Levels of radioactive isotopes in Marcellus well ‘unpredictable’

By Dan Heyman

New testing is finding unpredictable levels of naturally occurring radioactive materials in the waste from a Marcellus well.

Gas wells in the region produce millions of tons of drill cuttings a year. These normally contain small amounts of uranium and other mildly radioactive isotopes, which can be a problem if the radioactivity becomes concentrated during waste disposal.

But Andrew Nelson, a researcher at the University of Iowa Chemistry Department, says the industry and regulators assume they know how much of each isotope is in the cuttings.

Nelson led what he says is the first attempt at the complex chemical analysis, to tell what and how much is really there.

“No one had actually ever measured uranium 234, polonium 210, lead 210, a lot of these other isotopes,” he states. “Before we can even begin to start asking whether it’s safe or an acceptable risk, we need to first determine what’s in there.”

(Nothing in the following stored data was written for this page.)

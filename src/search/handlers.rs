use super::errors::ApiError;
use super::service::SearchService;
use super::types::{SearchRequest, SearchResponse};
use axum::extract::rejection::JsonRejection;
use axum::response::IntoResponse;
use axum::routing::post;
use axum::{Extension, Json, Router};
use std::sync::Arc;
use tower_http::trace::TraceLayer;

/// Search endpoint.
pub const ENDPOINT_SEARCH: &str = "/api/search";
/// Response header reporting whether the cache served the request.
pub const CACHE_STATUS_HEADER: &str = "x-cache";

pub fn build_router(service: Arc<SearchService>) -> Router {
    Router::new()
        .route(ENDPOINT_SEARCH, post(handle_search))
        .fallback(handle_not_found)
        .layer(Extension(service))
        .layer(TraceLayer::new_for_http())
}

pub async fn handle_search(
    Extension(service): Extension<Arc<SearchService>>,
    payload: Result<Json<SearchRequest>, JsonRejection>,
) -> Result<impl IntoResponse, ApiError> {
    let Json(request) = payload.inspect_err(|e| {
        tracing::debug!("Rejected search request: {}", e.body_text());
    })?;

    let outcome = service.handle(&request.query).await?;
    tracing::debug!(
        "Search '{}' -> {} results ({})",
        request.query,
        outcome.results.len(),
        outcome.cache.as_str()
    );

    Ok((
        [(CACHE_STATUS_HEADER, outcome.cache.as_str())],
        Json(SearchResponse {
            results: outcome.results,
        }),
    ))
}

pub async fn handle_not_found() -> ApiError {
    ApiError::NotFound("route not found".to_string())
}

Nelson says researchers are finding that the isotope levels vary widely depending on the rock formation, and he adds what they found in one well is no reason to panic.

The industry argues the materials’ radiation levels are not that different from typical background radioactivity.

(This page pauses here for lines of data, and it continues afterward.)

//! Startup wiring: turns a `Config` into a ready `SearchService`.

use crate::cache::ResultCache;
use crate::cache::gateway::CacheGateway;
use crate::cache::memory::MemoryCache;
use crate::cache::redis_cache::{DEFAULT_CONNECT_TIMEOUT, RedisCache};
use crate::cache::remote::{RemoteCache, request_timeout_within};
use crate::config::{Config, ScorerKind};
use crate::corpus::store::DocumentStore;
use crate::search::engine::{FieldSet, RankingEngine};
use crate::search::scorer::{FuzzyScorer, SkimScorer, SubsequenceScorer};
use crate::search::service::{CacheWriteMode, SearchService};

use anyhow::{Context, Result};
use reqwest::Url;
use std::sync::Arc;
use std::time::Duration;

pub fn build_scorer(kind: ScorerKind) -> Arc<dyn FuzzyScorer> {
    match kind {
        ScorerKind::Subsequence => Arc::new(SubsequenceScorer::new()),
        ScorerKind::Skim => Arc::new(SkimScorer::new()),
    }
}

pub fn build_engine(config: &Config) -> RankingEngine {
    let fields = FieldSet {
        include_content: config.search_content,
    };
    RankingEngine::new(build_scorer(config.scorer), fields)
}

/// Client used for a `KV_URL`, chosen by its scheme.
#[derive(Debug, Clone, Copy, PartialEq, Eq)]
pub enum RemoteKind {
    /// `redis://` or `rediss://`
    Redis,
    /// `http://` or `https://`, the key-value protocol in `cache::protocol`
    Http,
}

pub fn remote_kind(url: &str) -> Result<RemoteKind> {
    let parsed = Url::parse(url).with_context(|| format!("invalid cache URL '{}'", url))?;
    match parsed.scheme() {
        "redis" | "rediss" => Ok(RemoteKind::Redis),
        "http" | "https" => Ok(RemoteKind::Http),
        other => anyhow::bail!("unsupported cache URL scheme '{}'", other),
    }
}

/// Builds the configured cache, if any.
///
/// An invalid or unreachable remote cache degrades to no cache with a warning, unless
/// `require_cache` is set, in which case it is an error.
pub async fn build_cache(config: &Config) -> Result<Option<CacheGateway>> {
    let backend: Arc<dyn ResultCache> = if let Some(url) = &config.kv_url {
        match connect_remote(url, config.cache_timeout()).await {
            Ok(remote) => remote,
            Err(e) if config.require_cache => {
                return Err(e.context("remote cache is required but unavailable"));
            }
            Err(e) => {
                tracing::warn!("Remote cache unavailable, continuing without cache: {:#}", e);
                return Ok(None);
            }
        }
    } else if config.memory_cache {
        Arc::new(MemoryCache::new())
    } else {
        return Ok(None);
    };

    tracing::info!(
        "Result cache enabled: {} (ttl {:?}, timeout {:?})",
        backend.name(),
        config.cache_ttl(),
        config.cache_timeout()
    );
    Ok(Some(CacheGateway::new(backend, config.cache_settings())))
}

async fn connect_remote(url: &str, cache_timeout: Duration) -> Result<Arc<dyn ResultCache>> {
    match remote_kind(url)? {
        RemoteKind::Redis => {
            let redis = RedisCache::connect(url, DEFAULT_CONNECT_TIMEOUT).await?;
            Ok(Arc::new(redis))
        }
        RemoteKind::Http => {
            let remote = RemoteCache::new(url, request_timeout_within(cache_timeout))?;
            remote
                .ping()
                .await
                .with_context(|| format!("cache at {} did not answer", remote.base_url()))?;
            Ok(Arc::new(remote))
        }
    }
}

/// Loads the corpus and assembles the service. A corpus that cannot be loaded is fatal.
pub async fn build_service(config: &Config) -> Result<SearchService> {
    let store = DocumentStore::load(&config.posts_dir, &config.url_prefix)
        .context("failed to load corpus")?;
    let engine = build_engine(config);
    tracing::info!(
        "Search engine ready: scorer={}, content={}",
        engine.scorer_name(),
        engine.fields().include_content
    );

    let service = SearchService::new(Arc::new(store), engine);
    Ok(match build_cache(config).await? {
        Some(cache) => service.with_cache(cache, CacheWriteMode::Background),
        None => service,
    })
}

Nelson says the isotopes are tough to accurately test for, and testing requires fairly elaborate and sophisticated chemistry.

If the landfills that dispose of the drill cuttings test for naturally occurring radioactive materials at all, the landfill operators just run it past a gamma meter.

Nelson says that doesn’t produce an accurate picture.

“If you find a dose rate of 10, it doesn’t tell you how much uranium is in there, and it certainly doesn’t tell you whether there is uranium 234 and 238 in the same concentration,” he points out.

Nelson says the levels of the different isotopes are important because they behave differently in a landfill. For example, he says, one isotope of uranium is much more likely to leach than another.

“Although they are the same in their original solid material that comes up, when you start leaching them you start getting significantly more uranium 234 coming off the materials than uranium 238,” he explains.

Nelson maintains there is a pressing need for more research and testing.